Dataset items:

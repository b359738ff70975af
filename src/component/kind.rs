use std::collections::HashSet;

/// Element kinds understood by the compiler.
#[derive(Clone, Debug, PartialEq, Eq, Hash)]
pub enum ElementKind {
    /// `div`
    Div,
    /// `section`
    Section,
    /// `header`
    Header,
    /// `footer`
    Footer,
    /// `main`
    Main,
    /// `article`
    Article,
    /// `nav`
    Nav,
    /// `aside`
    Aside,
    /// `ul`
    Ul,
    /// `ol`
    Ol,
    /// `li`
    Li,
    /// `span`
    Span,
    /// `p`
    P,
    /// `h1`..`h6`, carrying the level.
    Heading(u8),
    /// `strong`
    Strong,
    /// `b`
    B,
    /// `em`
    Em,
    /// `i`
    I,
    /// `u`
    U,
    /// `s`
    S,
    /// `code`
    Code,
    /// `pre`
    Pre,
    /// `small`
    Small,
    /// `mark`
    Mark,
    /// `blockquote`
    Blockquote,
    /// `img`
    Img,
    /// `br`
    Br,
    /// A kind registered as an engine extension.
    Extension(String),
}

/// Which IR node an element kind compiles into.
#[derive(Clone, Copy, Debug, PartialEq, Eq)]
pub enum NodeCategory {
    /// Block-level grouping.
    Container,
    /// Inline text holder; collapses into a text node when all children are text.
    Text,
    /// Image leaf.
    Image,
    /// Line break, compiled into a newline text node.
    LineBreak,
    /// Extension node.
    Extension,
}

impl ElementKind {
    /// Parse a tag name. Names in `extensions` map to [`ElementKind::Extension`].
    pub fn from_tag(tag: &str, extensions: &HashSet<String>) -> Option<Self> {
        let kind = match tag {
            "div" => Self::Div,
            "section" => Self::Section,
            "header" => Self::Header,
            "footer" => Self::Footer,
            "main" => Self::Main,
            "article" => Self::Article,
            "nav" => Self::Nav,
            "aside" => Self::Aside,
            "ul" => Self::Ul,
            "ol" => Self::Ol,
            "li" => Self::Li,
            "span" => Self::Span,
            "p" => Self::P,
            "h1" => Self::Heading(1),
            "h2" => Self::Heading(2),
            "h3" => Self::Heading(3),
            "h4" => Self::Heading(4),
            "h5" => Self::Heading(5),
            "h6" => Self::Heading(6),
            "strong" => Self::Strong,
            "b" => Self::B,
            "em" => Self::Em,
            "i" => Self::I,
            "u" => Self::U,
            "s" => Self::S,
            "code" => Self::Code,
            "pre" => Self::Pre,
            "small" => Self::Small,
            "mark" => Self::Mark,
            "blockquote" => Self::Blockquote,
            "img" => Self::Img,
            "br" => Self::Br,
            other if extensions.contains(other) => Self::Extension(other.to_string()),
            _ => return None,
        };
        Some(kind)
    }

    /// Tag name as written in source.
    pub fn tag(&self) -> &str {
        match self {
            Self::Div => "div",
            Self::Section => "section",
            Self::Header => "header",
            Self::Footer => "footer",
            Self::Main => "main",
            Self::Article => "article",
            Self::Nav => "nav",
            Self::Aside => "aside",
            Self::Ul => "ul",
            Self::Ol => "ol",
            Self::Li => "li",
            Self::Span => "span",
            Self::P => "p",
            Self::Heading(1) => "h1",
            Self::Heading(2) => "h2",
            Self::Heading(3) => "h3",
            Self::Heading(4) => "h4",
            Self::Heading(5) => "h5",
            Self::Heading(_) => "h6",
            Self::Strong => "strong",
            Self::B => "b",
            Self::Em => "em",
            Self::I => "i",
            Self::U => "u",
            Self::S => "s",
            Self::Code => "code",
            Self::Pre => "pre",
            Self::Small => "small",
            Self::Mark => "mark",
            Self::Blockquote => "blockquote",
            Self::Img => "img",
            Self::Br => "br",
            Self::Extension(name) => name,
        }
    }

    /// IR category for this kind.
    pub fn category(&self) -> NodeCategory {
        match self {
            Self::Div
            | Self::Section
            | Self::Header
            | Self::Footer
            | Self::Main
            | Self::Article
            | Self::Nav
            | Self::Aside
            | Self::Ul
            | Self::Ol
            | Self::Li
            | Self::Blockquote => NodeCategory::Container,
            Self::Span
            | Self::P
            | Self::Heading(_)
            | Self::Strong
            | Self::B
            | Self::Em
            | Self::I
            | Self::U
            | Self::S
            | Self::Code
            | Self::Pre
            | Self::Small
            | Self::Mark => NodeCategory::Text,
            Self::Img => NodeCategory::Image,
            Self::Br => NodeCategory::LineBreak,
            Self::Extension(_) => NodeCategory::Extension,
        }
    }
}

--

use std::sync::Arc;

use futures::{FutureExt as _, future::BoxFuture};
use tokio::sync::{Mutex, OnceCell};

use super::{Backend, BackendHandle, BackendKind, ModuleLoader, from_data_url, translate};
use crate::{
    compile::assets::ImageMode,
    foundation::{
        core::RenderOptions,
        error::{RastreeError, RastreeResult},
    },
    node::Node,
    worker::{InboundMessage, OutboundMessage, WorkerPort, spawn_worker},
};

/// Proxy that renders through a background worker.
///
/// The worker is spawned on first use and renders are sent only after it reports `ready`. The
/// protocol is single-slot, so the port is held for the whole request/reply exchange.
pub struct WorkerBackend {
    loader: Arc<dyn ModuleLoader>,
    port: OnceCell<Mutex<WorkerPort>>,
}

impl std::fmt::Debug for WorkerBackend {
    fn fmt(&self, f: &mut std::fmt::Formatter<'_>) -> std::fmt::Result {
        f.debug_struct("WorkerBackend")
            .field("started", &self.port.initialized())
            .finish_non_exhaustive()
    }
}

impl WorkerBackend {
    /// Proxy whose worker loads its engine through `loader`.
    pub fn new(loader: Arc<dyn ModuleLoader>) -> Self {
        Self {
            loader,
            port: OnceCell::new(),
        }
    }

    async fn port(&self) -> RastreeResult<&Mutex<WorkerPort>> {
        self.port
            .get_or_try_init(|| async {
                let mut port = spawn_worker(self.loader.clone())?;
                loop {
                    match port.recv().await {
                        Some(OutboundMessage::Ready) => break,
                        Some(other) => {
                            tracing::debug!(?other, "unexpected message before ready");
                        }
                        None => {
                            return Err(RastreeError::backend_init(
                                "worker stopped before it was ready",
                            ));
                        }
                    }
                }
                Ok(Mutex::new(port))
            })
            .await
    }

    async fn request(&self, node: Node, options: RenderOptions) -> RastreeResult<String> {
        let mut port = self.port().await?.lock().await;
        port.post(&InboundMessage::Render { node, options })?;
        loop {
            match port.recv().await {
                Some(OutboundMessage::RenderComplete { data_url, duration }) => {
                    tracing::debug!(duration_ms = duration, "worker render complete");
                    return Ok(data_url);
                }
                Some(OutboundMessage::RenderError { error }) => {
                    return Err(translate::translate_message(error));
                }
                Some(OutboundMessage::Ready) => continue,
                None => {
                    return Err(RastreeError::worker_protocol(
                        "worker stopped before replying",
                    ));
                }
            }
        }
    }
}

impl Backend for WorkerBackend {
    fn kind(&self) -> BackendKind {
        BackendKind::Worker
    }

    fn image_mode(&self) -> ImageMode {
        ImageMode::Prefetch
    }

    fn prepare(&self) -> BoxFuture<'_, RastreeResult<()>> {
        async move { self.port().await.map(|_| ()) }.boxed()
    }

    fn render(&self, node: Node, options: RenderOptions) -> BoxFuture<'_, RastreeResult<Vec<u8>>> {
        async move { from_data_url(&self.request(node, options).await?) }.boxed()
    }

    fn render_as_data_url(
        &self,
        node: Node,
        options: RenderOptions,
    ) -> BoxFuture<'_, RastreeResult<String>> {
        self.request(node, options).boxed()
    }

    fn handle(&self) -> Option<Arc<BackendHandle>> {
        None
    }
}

## PROBLEM TO SOLVE
Within this data, count the lines that include the string "boxed" and write the number with nothing else.

## REPLY
3